Egg & Sperm Fertilisation with IVF: Immature & Mature Eggs

Fertilisation in the IVF lab – bringing egg and sperm together

27 February 2025

Dr Tiki Osianlis

For any pregnancy to occur, natural or assisted, an egg must be fertilised by a sperm. This would normally happen in a woman’s fallopian tubes in the few days after sexual intercourse when large amounts of sperm are present in her reproductive tract. However, when a woman or couple undergo in vitro fertilisation (IVF), the egg and sperm are brought together outside the body. In this article, we look at the different ways embryologists can bring egg and sperm together in the lab and how we know when fertilisation has and hasn’t been successful.

The steps involved in fertilisation

1. Egg stimulation and maturation

During your natural cycle each month, the ovaries release a single, mature egg. When you have IVF, your fertility specialist will prescribe hormone medications to help several of your eggs mature at once. This increases the number of eggs available for collection at the time of egg retrieval.

How do we know if your eggs are mature?

An egg is made up of an outer shell called the zona pellucida, which forms a protective case around the egg to protect the internal structures and assist with fertilisation. If you have ever studied biology at school, these internal structures include the cytoplasm, organelles and DNA.

Eggs are classified as mature when a small cell (called the polar body) has been released and is visible within the shell of the egg (Figure 1).

Mature egg with polar body
Figure 1 – A mature egg has a small cell sitting on top of the egg known as a polar body; in this photo, the polar body can be seen at about 12 o’clock

Sometimes, despite giving you hormone medication during the stimulation phase of IVF, your eggs remain immature. This occurs when maturation has started but hasn’t fully completed in time (Figure 2). These eggs may mature with time; however, when inseminated they may not fertilise at a high percentage. Unfortunately, if they don’t mature, these eggs cannot be used in the next stage of IVF (insemination).

An immature egg in MI stage
Figure 2 – An immature egg in Metaphase I (MI) stage does not have a polar body as it has not yet been released and is not suitable for insemination

Very immature eggs (stuck at what we call the germinal vesicle stage) are distinguished by a larger, central circular nucleus (Figure 3).
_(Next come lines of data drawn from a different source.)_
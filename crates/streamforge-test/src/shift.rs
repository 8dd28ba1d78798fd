//! Shift scheduling fixtures.

use streamforge_core::PlanningId;

#[derive(Clone, Debug, PartialEq, Eq, Hash)]
pub struct Employee {
    pub id: u32,
    pub name: String,
    /// Days the employee asked not to work.
    pub unavailable_days: Vec<u32>,
}

impl Employee {
    pub fn new(id: u32, name: &str) -> Self {
        Self {
            id,
            name: name.to_string(),
            unavailable_days: Vec::new(),
        }
    }

    pub fn unavailable_on(mut self, day: u32) -> Self {
        self.unavailable_days.push(day);
        self
    }
}

/// A shift on one day, from `start` to `end` hours, assigned to an
/// employee or not.
#[derive(Clone, Debug, PartialEq, Eq, Hash)]
pub struct Shift {
    pub id: u32,
    pub day: u32,
    pub start: i64,
    pub end: i64,
    pub employee: Option<u32>,
}

impl Shift {
    pub fn new(id: u32, day: u32, start: i64, end: i64) -> Self {
        Self {
            id,
            day,
            start,
            end,
            employee: None,
        }
    }

    pub fn assigned_to(mut self, employee: u32) -> Self {
        self.employee = Some(employee);
        self
    }

    pub fn hours(&self) -> i64 {
        self.end - self.start
    }

    /// Hours both shifts run at the same time; zero on different days.
    pub fn overlap(&self, other: &Shift) -> i64 {
        if self.day != other.day {
            return 0;
        }
        (self.end.min(other.end) - self.start.max(other.start)).max(0)
    }
}

impl PlanningId for Shift {
    type Id = u32;

    fn planning_id(&self) -> u32 {
        self.id
    }
}

#[cfg(test)]
mod tests {
    use super::*;

    #[test]
    fn test_overlap() {
        let a = Shift::new(0, 1, 8, 16);
        let b = Shift::new(1, 1, 12, 20);
        let c = Shift::new(2, 2, 12, 20);
        assert_eq!(a.overlap(&b), 4);
        assert_eq!(b.overlap(&a), 4);
        assert_eq!(a.overlap(&c), 0);
        assert_eq!(a.hours(), 8);
    }
}
//! Collectors into containers, and distinct counting.

use std::collections::{BTreeMap, BTreeSet, HashMap, HashSet};
use std::hash::Hash;

use super::{check_function, Collector};
use crate::fact::{Fact, FactType, FactValue};
use crate::function::{Function, TupleFn};

/// A multiset stored as value -> occurrences.
pub(super) trait CountedSet<K> {
    fn increment(&mut self, value: K);
    fn decrement(&mut self, value: &K);
}

impl<K: Hash + Eq> CountedSet<K> for HashMap<K, usize> {
    fn increment(&mut self, value: K) {
        *self.entry(value).or_insert(0) += 1;
    }

    fn decrement(&mut self, value: &K) {
        if let Some(count) = self.get_mut(value) {
            *count -= 1;
            if *count == 0 {
                self.remove(value);
            }
        }
    }
}

impl<K: Ord> CountedSet<K> for BTreeMap<K, usize> {
    fn increment(&mut self, value: K) {
        *self.entry(value).or_insert(0) += 1;
    }

    fn decrement(&mut self, value: &K) {
        if let Some(count) = self.get_mut(value) {
            *count -= 1;
            if *count == 0 {
                self.remove(value);
            }
        }
    }
}

/// Number of distinct mapped values of a group.
pub fn count_distinct<Args, K, F>(mapping: F) -> CountDistinct<K>
where
    K: FactValue + Hash + Eq + Clone,
    F: TupleFn<Args, K>,
{
    CountDistinct {
        mapping: mapping.into_function(),
    }
}

pub struct CountDistinct<K> {
    mapping: Function<K>,
}

impl<K> Collector for CountDistinct<K>
where
    K: FactValue + Hash + Eq + Clone,
{
    type State = HashMap<K, usize>;
    type Undo = K;
    type Result = usize;

    fn check_columns(&self, columns: &[FactType]) -> Result<(), String> {
        check_function(&self.mapping, columns)
    }

    fn init(&self) -> HashMap<K, usize> {
        HashMap::new()
    }

    fn accumulate(&self, state: &mut HashMap<K, usize>, facts: &[Fact]) -> K {
        let value = self.mapping.call(facts);
        state.increment(value.clone());
        value
    }

    fn undo(&self, state: &mut HashMap<K, usize>, value: K) {
        state.decrement(&value);
    }

    fn finish(&self, state: &HashMap<K, usize>) -> usize {
        state.len()
    }
}

/// Mapped values of a group in contribution order.
pub fn to_list<Args, V, F>(mapping: F) -> ToList<V>
where
    V: FactValue + Clone,
    F: TupleFn<Args, V>,
{
    ToList {
        mapping: mapping.into_function(),
    }
}

pub struct ToList<V> {
    mapping: Function<V>,
}

#[derive(Debug)]
pub struct ListState<V> {
    items: BTreeMap<u64, V>,
    next: u64,
}

impl<V> Collector for ToList<V>
where
    V: FactValue + Clone,
{
    type State = ListState<V>;
    type Undo = u64;
    type Result = Vec<V>;

    fn check_columns(&self, columns: &[FactType]) -> Result<(), String> {
        check_function(&self.mapping, columns)
    }

    fn init(&self) -> ListState<V> {
        ListState {
            items: BTreeMap::new(),
            next: 0,
        }
    }

    fn accumulate(&self, state: &mut ListState<V>, facts: &[Fact]) -> u64 {
        let seq = state.next;
        state.next += 1;
        state.items.insert(seq, self.mapping.call(facts));
        seq
    }

    fn undo(&self, state: &mut ListState<V>, seq: u64) {
        state.items.remove(&seq);
    }

    fn finish(&self, state: &ListState<V>) -> Vec<V> {
        state.items.values().cloned().collect()
    }
}

/// Distinct mapped values of a group.
pub fn to_set<Args, V, F>(mapping: F) -> ToSet<V>
where
    V: FactValue + Hash + Eq + Clone,
    F: TupleFn<Args, V>,
{
    ToSet {
        mapping: mapping.into_function(),
    }
}

pub struct ToSet<V> {
    mapping: Function<V>,
}

impl<V> Collector for ToSet<V>
where
    V: FactValue + Hash + Eq + Clone,
{
    type State = HashMap<V, usize>;
    type Undo = V;
    type Result = HashSet<V>;

    fn check_columns(&self, columns: &[FactType]) -> Result<(), String> {
        check_function(&self.mapping, columns)
    }

    fn init(&self) -> HashMap<V, usize> {
        HashMap::new()
    }

    fn accumulate(&self, state: &mut HashMap<V, usize>, facts: &[Fact]) -> V {
        let value = self.mapping.call(facts);
        state.increment(value.clone());
        value
    }

    fn undo(&self, state: &mut HashMap<V, usize>, value: V) {
        state.decrement(&value);
    }

    fn finish(&self, state: &HashMap<V, usize>) -> HashSet<V> {
        state.keys().cloned().collect()
    }
}

/// Distinct mapped values of a group, sorted.
pub fn to_sorted_set<Args, V, F>(mapping: F) -> ToSortedSet<V>
where
    V: FactValue + Ord + Clone,
    F: TupleFn<Args, V>,
{
    ToSortedSet {
        mapping: mapping.into_function(),
    }
}

pub struct ToSortedSet<V> {
    mapping: Function<V>,
}

impl<V> Collector for ToSortedSet<V>
where
    V: FactValue + Ord + Clone,
{
    type State = BTreeMap<V, usize>;
    type Undo = V;
    type Result = BTreeSet<V>;

    fn check_columns(&self, columns: &[FactType]) -> Result<(), String> {
        check_function(&self.mapping, columns)
    }

    fn init(&self) -> BTreeMap<V, usize> {
        BTreeMap::new()
    }

    fn accumulate(&self, state: &mut BTreeMap<V, usize>, facts: &[Fact]) -> V {
        let value = self.mapping.call(facts);
        state.increment(value.clone());
        value
    }

    fn undo(&self, state: &mut BTreeMap<V, usize>, value: V) {
        state.decrement(&value);
    }

    fn finish(&self, state: &BTreeMap<V, usize>) -> BTreeSet<V> {
        state.keys().cloned().collect()
    }
}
These eggs will not be able to fertilise and so they also can’t be used in the next stage of IVF (insemination).

A very immature egg
Figure 3 – Very immature eggs have a circular structure in the middle called a germinal vesicle and will not fertilise

2. Insemination (bringing sperm and egg together)

In the IVF lab, there are two different methods we can use to bring your egg and sperm together:

Conventional IVF (natural insemination)

During conventional IVF, we let egg and sperm come together naturally by placing around 100,000 sperm in a special laboratory dish with 1–2 eggs we have collected and its supporting cells. Once a sperm has penetrated the egg’s supporting cells, it gains entry to the egg by sticking to, then penetrating the egg’s outer shell. In order for this to occur, both the egg and the sperm need to be mature. Mature sperm have specialised structures that allow them to successfully gain entry to an egg. While a 100,000 sperm will be placed with your egg, unfortunately, this still does not guarantee that one pair will successfully come together and fertilise.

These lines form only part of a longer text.